PROMPT >>
Output all of the data verbatim.
● ● ●
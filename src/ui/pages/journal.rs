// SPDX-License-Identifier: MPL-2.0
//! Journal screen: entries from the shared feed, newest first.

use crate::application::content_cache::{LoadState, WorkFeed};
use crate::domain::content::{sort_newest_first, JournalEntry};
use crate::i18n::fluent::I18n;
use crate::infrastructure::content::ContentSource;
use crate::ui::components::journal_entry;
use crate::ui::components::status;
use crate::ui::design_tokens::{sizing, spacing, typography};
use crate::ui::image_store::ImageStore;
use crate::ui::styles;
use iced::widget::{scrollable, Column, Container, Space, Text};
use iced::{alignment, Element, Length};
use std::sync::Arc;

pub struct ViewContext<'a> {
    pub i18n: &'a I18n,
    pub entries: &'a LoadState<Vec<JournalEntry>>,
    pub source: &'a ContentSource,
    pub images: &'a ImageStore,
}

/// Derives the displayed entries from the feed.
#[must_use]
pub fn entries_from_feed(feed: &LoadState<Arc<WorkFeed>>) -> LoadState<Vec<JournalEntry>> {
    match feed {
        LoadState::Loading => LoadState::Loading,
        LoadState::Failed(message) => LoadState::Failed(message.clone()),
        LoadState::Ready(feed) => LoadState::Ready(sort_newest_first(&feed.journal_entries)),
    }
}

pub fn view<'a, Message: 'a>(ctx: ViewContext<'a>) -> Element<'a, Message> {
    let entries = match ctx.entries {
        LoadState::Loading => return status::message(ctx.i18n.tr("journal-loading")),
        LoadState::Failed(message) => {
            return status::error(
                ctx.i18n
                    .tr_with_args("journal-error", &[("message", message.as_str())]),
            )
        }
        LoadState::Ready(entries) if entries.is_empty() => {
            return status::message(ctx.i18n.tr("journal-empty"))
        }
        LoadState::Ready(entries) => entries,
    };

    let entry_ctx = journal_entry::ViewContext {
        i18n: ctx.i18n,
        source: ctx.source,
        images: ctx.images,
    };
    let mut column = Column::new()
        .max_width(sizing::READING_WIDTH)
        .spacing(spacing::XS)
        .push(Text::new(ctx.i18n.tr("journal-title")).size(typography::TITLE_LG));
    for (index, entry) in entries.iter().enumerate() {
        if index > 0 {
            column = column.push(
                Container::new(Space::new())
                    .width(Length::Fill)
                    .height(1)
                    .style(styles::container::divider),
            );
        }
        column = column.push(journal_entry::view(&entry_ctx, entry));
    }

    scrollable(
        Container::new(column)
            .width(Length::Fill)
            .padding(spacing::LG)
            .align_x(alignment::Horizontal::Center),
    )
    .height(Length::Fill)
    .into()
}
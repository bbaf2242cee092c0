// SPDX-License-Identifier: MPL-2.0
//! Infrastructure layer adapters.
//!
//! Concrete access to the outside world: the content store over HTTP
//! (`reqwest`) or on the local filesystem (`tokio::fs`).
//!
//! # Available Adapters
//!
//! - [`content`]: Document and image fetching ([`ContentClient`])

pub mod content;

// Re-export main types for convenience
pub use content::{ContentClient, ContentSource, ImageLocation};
● ● ●
ANSWER TO THIS PROBLEM >>
filename src/ui/pages/journal.rs
// SPDX-License-Identifier: MPL-2.0
//! Journal screen: entries from the shared feed, newest first.

use crate::application::content_cache::{LoadState, WorkFeed};
use crate::domain::content::{sort_newest_first, JournalEntry};
use crate::i18n::fluent::I18n;
use crate::infrastructure::content::ContentSource;
use crate::ui::components::journal_entry;
use crate::ui::components::status;
use crate::ui::design_tokens::{sizing, spacing, typography};
use crate::ui::image_store::ImageStore;
use crate::ui::styles;
use iced::widget::{scrollable, Column, Container, Space, Text};
use iced::{alignment, Element, Length};
use std::sync::Arc;

pub struct ViewContext<'a> {
    pub i18n: &'a I18n,
    pub entries: &'a LoadState<Vec<JournalEntry>>,
    pub source: &'a ContentSource,
    pub images: &'a ImageStore,
}

/// Derives the displayed entries from the feed.
#[must_use]
pub fn entries_from_feed(feed: &LoadState<Arc<WorkFeed>>) -> LoadState<Vec<JournalEntry>> {
    match feed {
        LoadState::Loading => LoadState::Loading,
        LoadState::Failed(message) => LoadState::Failed(message.clone()),
        LoadState::Ready(feed) => LoadState::Ready(sort_newest_first(&feed.journal_entries)),
    }
}

pub fn view<'a, Message: 'a>(ctx: ViewContext<'a>) -> Element<'a, Message> {
    let entries = match ctx.entries {
        LoadState::Loading => return status::message(ctx.i18n.tr("journal-loading")),
        LoadState::Failed(message) => {
            return status::error(
                ctx.i18n
                    .tr_with_args("journal-error", &[("message", message.as_str())]),
            )
        }
        LoadState::Ready(entries) if entries.is_empty() => {
            return status::message(ctx.i18n.tr("journal-empty"))
        }
        LoadState::Ready(entries) => entries,
    };

    let entry_ctx = journal_entry::ViewContext {
        i18n: ctx.i18n,
        source: ctx.source,
        images: ctx.images,
    };
    let mut column = Column::new()
        .max_width(sizing::READING_WIDTH)
        .spacing(spacing::XS)
        .push(Text::new(ctx.i18n.tr("journal-title")).size(typography::TITLE_LG));
    for (index, entry) in entries.iter().enumerate() {
        if index > 0 {
            column = column.push(
                Container::new(Space::new())
                    .width(Length::Fill)
                    .height(1)
                    .style(styles::container::divider),
            );
        }
        column = column.push(journal_entry::view(&entry_ctx, entry));
    }

    scrollable(
        Container::new(column)
            .width(Length::Fill)
            .padding(spacing::LG)
            .align_x(alignment::Horizontal::Center),
    )
    .height(Length::Fill)
    .into()
}
repository bbaf2242cee092c0
// SPDX-License-Identifier: MPL-2.0
//! Infrastructure layer adapters.
//!
//! Concrete access to the outside world: the content store over HTTP
//! (`reqwest`) or on the local filesystem (`tokio::fs`).
//!
//! # Available Adapters
//!
//! - [`content`]: Document and image fetching ([`ContentClient`])

pub mod content;

// Re-export main types for convenience
pub use content::{ContentClient, ContentSource, ImageLocation};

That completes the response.